Saturday, April 01, 2017

I'm a newbie to DNA

Though I've attended conferences on DNA and read a bit about it, I really didn't get involved until I broke down and got my autosomal dna done at FTDNA.com. 

From my most recent attempt at educating myself, I attended a seminar (in two sessions) of four hours each.  The presenter said that right now, the easiest route is through Ancestry.com's autosomal dna program.  Why?  You might ask. 

Ancestry has a lot of family trees.  They also have a database of like 3 million or 4, by now, probably, of people who have sent in their dna.  They have developed some tools that make it pretty clear how to find out your matches.

Heritage is also doing some kind of wild things and might be really good for you if you have European or Middle Eastern.

I think each of us just has to make a decision and carry through with it and I chose FTdna.com a company I felt like would be a good one for me.

There are also folks working on different programs that will allow you to put your "kit" info in and they will triangulate it or compare it.  One of those programs is GEDMatch; you submit a gedcom of your family trees (everyone is supposed to do that) and they have a large amount of folks using them, also.  So, I recommend getting invested in this Genetic Genealogy thing.  Make sure you menfolk go for your Y-Chromosome study as well as your autosomal.  Ladies, get your Mitochondrial (Mother's line) done and do your autosomal.  As we obtain more and more people in the database, it will be easier to find our relatives.  And our descendants will also be able to have that opportunity to uncover their families and ancestors, as well as cousins.

https://isogg.org/wiki/Beginners'_guides_to_genetic_genealogy

Monday, March 27, 2017

How to find resources (genealogically helpful resources) for Locations aka "Places"

There is magic in the air!  You just have to find it.  Just as Worldcat.org is a magnificent place to find the holdings of libraries far and near, so is the FamilySearch Wiki a wonderful key to the world of resources for locations. 

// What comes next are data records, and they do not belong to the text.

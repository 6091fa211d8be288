//! Axum routes for the Machine View service.

use axum::{
    extract::{rejection::JsonRejection, Json, Path, Query, State},
    http::{header, StatusCode},
    response::IntoResponse,
    routing::{delete, get, post},
    Router,
};
use serde::{Deserialize, Serialize};
use std::sync::Arc;

use crate::serializer::MachineDocument;
use crate::types::{Mode, Slice, SliceDescriptor, SliceId};

use super::state::{ServiceError, ServiceState};

/// Route assumed when a request does not name one.
const DEFAULT_ROUTE: &str = "/";

// ============================================================================
// Request/Response Types
// ============================================================================

/// Query selecting the route shown in the document header.
#[derive(Debug, Clone, Default, Serialize, Deserialize)]
pub struct RouteQuery {
    /// Route path; `/` when absent.
    pub route: Option<String>,
}

impl RouteQuery {
    fn route(&self) -> &str {
        self.route.as_deref().unwrap_or(DEFAULT_ROUTE)
    }
}

/// Registered slices in emission order.
#[derive(Debug, Clone, Serialize, Deserialize)]
pub struct SliceListResponse {
    /// The slices.
    pub slices: Vec<Slice>,
    /// Registry version the list was read at.
    pub registry_version: u64,
}

/// Response to a publish.
#[derive(Debug, Clone, Serialize, Deserialize)]
pub struct PublishResponse {
    /// Id the slice was registered under.
    pub id: SliceId,
}

/// Current mode.
#[derive(Debug, Clone, Serialize, Deserialize)]
pub struct ModeBody {
    /// The mode.
    pub mode: Mode,
}

/// Service health response (detailed).
#[derive(Debug, Clone, Serialize, Deserialize)]
pub struct HealthResponse {
    /// Overall status.
    pub status: String,
    /// Crate version.
    pub version: String,
    /// Registered slice count.
    pub slice_count: usize,
    /// Slices published through this service.
    pub owned_slice_count: usize,
    /// Current mode.
    pub mode: Mode,
    /// Registry mutation counter.
    pub registry_version: u64,
}

/// Simple liveness response.
#[derive(Debug, Clone, Serialize, Deserialize)]
pub struct LivenessResponse {
    /// Always `alive`.
    pub status: String,
}

/// Structured error response.
#[derive(Debug, Clone, Serialize, Deserialize)]
pub struct ErrorResponse {
    /// Human-readable error message.
    pub error: String,
    /// Machine-readable error code.
    pub code: String,
    /// Additional error details (optional).
    #[serde(skip_serializing_if = "Option::is_none")]
    pub details: Option<String>,
}

impl ErrorResponse {
    /// Create a new error response with code and message.
    pub fn new(code: impl Into<String>, error: impl Into<String>) -> Self {
        Self {
            error: error.into(),
            code: code.into(),
            details: None,
        }
    }

    /// Add details to the error.
    pub fn with_details(mut self, details: impl Into<String>) -> Self {
        self.details = Some(details.into());
        self
    }
}

type ApiError = (StatusCode, Json<ErrorResponse>);

fn api_error(status: StatusCode, error: ErrorResponse) -> ApiError {
    tracing::warn!(
        code = %error.code,
        error = %error.error,
        status = status.as_u16(),
        "Request error"
    );
    (status, Json(error))
}

// ============================================================================
// Route Handlers
// ============================================================================

/// Render the document as Markdown.
async fn markdown_handler(
    State(state): State<Arc<ServiceState>>,
    Query(query): Query<RouteQuery>,
) -> impl IntoResponse {
    let document = state.serializer.render(&state.registry, query.route());
    (
        [(header::CONTENT_TYPE, "text/markdown; charset=utf-8")],
        document.markdown,
    )
}

/// Render the document with metadata.
async fn document_handler(
    State(state): State<Arc<ServiceState>>,
    Query(query): Query<RouteQuery>,
) -> Json<MachineDocument> {
    Json(state.serializer.render(&state.registry, query.route()))
}

/// List registered slices in emission order.
async fn list_slices_handler(State(state): State<Arc<ServiceState>>) -> Json<SliceListResponse> {
    let registry_version = state.registry.version();
    let slices = state
        .registry
        .ordered_slices()
        .iter()
        .map(|slice| Slice::clone(slice))
        .collect();

    Json(SliceListResponse {
        slices,
        registry_version,
    })
}

/// Publish a service-owned slice.
async fn publish_slice_handler(
    State(state): State<Arc<ServiceState>>,
    body: Result<Json<SliceDescriptor>, JsonRejection>,
) -> Result<(StatusCode, Json<PublishResponse>), ApiError> {
    let Json(descriptor) = body.map_err(|rejection| {
        api_error(
            StatusCode::BAD_REQUEST,
            ErrorResponse::new("INVALID_DESCRIPTOR", "Invalid slice descriptor")
                .with_details(rejection.body_text()),
        )
    })?;

    match state.publish(descriptor) {
        Ok(id) => Ok((StatusCode::CREATED, Json(PublishResponse { id }))),
        Err(ServiceError::SliceIdTaken(id)) => Err(api_error(
            StatusCode::CONFLICT,
            ErrorResponse::new("SLICE_ID_TAKEN", "Slice id is held by another owner")
                .with_details(id.to_string()),
        )),
    }
}

/// Remove a service-owned slice.
async fn retract_slice_handler(
    State(state): State<Arc<ServiceState>>,
    Path(raw_id): Path<String>,
) -> Result<StatusCode, ApiError> {
    let id = SliceId::new(raw_id.clone()).map_err(|e| {
        api_error(
            StatusCode::BAD_REQUEST,
            ErrorResponse::new("INVALID_SLICE_ID", e.to_string()),
        )
    })?;

    if state.retract(&id) {
        Ok(StatusCode::NO_CONTENT)
    } else {
        Err(api_error(
            StatusCode::NOT_FOUND,
            ErrorResponse::new("SLICE_NOT_OWNED", "No service-owned slice with this id")
                .with_details(raw_id),
        ))
    }
}

/// Read the mode.
async fn get_mode_handler(State(state): State<Arc<ServiceState>>) -> Json<ModeBody> {
    Json(ModeBody {
        mode: state.registry.mode(),
    })
}

/// Set the mode.
async fn set_mode_handler(
    State(state): State<Arc<ServiceState>>,
    body: Result<Json<ModeBody>, JsonRejection>,
) -> Result<Json<ModeBody>, ApiError> {
    let Json(ModeBody { mode }) = body.map_err(|rejection| {
        api_error(
            StatusCode::BAD_REQUEST,
            ErrorResponse::new("INVALID_MODE", "Mode must be \"human\" or \"machine\"")
                .with_details(rejection.body_text()),
        )
    })?;

    state.registry.set_mode(mode);
    Ok(Json(ModeBody { mode }))
}

/// Flip the mode.
async fn toggle_mode_handler(State(state): State<Arc<ServiceState>>) -> Json<ModeBody> {
    Json(ModeBody {
        mode: state.registry.toggle_mode(),
    })
}

/// Health check endpoint (detailed).
async fn health_handler(State(state): State<Arc<ServiceState>>) -> Json<HealthResponse> {
    Json(HealthResponse {
        status: "healthy".to_string(),
        version: env!("CARGO_PKG_VERSION").to_string(),
        slice_count: state.registry.len(),
        owned_slice_count: state.owned_count(),
        mode: state.registry.mode(),
        registry_version: state.registry.version(),
    })
}

/// Liveness probe endpoint.
async fn liveness_handler() -> Json<LivenessResponse> {
    Json(LivenessResponse {
        status: "alive".to_string(),
    })
}

// ============================================================================
// Router Construction
// ============================================================================

/// Create the Axum router for the Machine View service.
pub fn create_router(state: ServiceState) -> Router {
    let state = Arc::new(state);

    Router::new()
        // Documents
        .route("/machine-view.md", get(markdown_handler))
        .route("/api/machine-view", get(document_handler))
        // Slices
        .route("/api/slices", get(list_slices_handler).post(publish_slice_handler))
        .route("/api/slices/:id", delete(retract_slice_handler))
        // Mode
        .route("/api/mode", get(get_mode_handler).put(set_mode_handler))
        .route("/api/mode/toggle", post(toggle_mode_handler))
        // Health checks
        .route("/health", get(health_handler))
        .route("/health/live", get(liveness_handler))
        .with_state(state)
}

Mathew Bishop lived most of his adult life in Marion County, Alabama.  Because he was born in 1807 in Spartanburg, South Carolina, the records for his forefathers [and mothers] are a bit of a mystery, right now.

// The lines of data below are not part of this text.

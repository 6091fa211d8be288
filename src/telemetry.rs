//! Structured metric events.
//!
//! Metrics are emitted as `tracing` events under the `machine_view::metrics`
//! target so they can be aggregated from logs.
//!
//! ## Metrics Exposed
//!
//! - `mode_change` - every transition between human and machine mode
//! - `document_rendered` - slice count, byte size and latency per render
//! - `copy` - clipboard copy attempts and their outcome

use tracing::info;

use crate::types::Mode;

/// Record a mode transition.
pub fn record_mode_change(from: Mode, to: Mode) {
    info!(
        target: "machine_view::metrics",
        metric_type = "mode_change",
        from = %from,
        to = %to,
        "mode_change_metric"
    );
}

/// Record a serializer run.
pub fn record_document_rendered(slice_count: usize, bytes: usize, latency_us: u64) {
    info!(
        target: "machine_view::metrics",
        metric_type = "document_rendered",
        slice_count = slice_count,
        bytes = bytes,
        latency_us = latency_us,
        "document_rendered_metric"
    );
}

/// Record a clipboard copy attempt.
pub fn record_copy(success: bool) {
    let result = if success { "copied" } else { "failed" };
    info!(
        target: "machine_view::metrics",
        metric_type = "copy",
        result = result,
        "copy_metric"
    );
}
//! Service middleware for request metrics.
//!
//! ## Metrics Exposed
//!
//! - `machine_view_requests` - path, method, status and latency per request

use axum::{extract::Request, middleware::Next, response::Response};
use regex_lite::Regex;
use std::sync::OnceLock;
use std::time::Instant;
use tracing::info;

/// Metrics middleware that records request counts and latency.
pub async fn metrics_middleware(request: Request, next: Next) -> Response {
    let start = Instant::now();
    let method = request.method().clone();
    let path = normalize_path(request.uri().path());

    let response = next.run(request).await;

    let latency = start.elapsed();
    let status = response.status().as_u16();

    info!(
        target: "machine_view::metrics",
        metric_type = "request",
        path = %path,
        method = %method,
        status = status,
        latency_ms = latency.as_millis() as u64,
        "request_metric"
    );

    response
}

fn uuid_pattern() -> Option<&'static Regex> {
    static PATTERN: OnceLock<Option<Regex>> = OnceLock::new();
    PATTERN
        .get_or_init(|| {
            Regex::new(r"[0-9a-f]{8}-[0-9a-f]{4}-[0-9a-f]{4}-[0-9a-f]{4}-[0-9a-f]{12}").ok()
        })
        .as_ref()
}

/// Normalize path for metrics to avoid high cardinality.
///
/// Slice ids are caller-chosen strings, so everything after
/// `/api/slices/` collapses to `:id`; UUIDs elsewhere do too.
fn normalize_path(path: &str) -> String {
    if let Some(rest) = path.strip_prefix("/api/slices/") {
        if !rest.is_empty() {
            return "/api/slices/:id".to_string();
        }
    }

    match uuid_pattern() {
        Some(pattern) => pattern.replace_all(path, ":id").to_string(),
        None => path.to_string(),
    }
}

I decided to learn as much as I could about Marion County and the Bishop family in Marion County and hope that it will lead me back to some clues for his genealogy in South Carolina.  There are several ways of going about that quest but FamilySearch Wiki is a good beginning.

I know I've talked about this before, but I truly appreciate the function of the Wiki at FS.  And I challenge you to pick a place of significance for your ancestors and put it into the search box and see what links you can lean upon to find out more.

Of course, you will also want to check Google and WorldCat and anything else you can think of, but at FamilySearch, you are apt to get not only links but also information relevant to the topic, relevant to your research. It's in the menu under "SEARCH".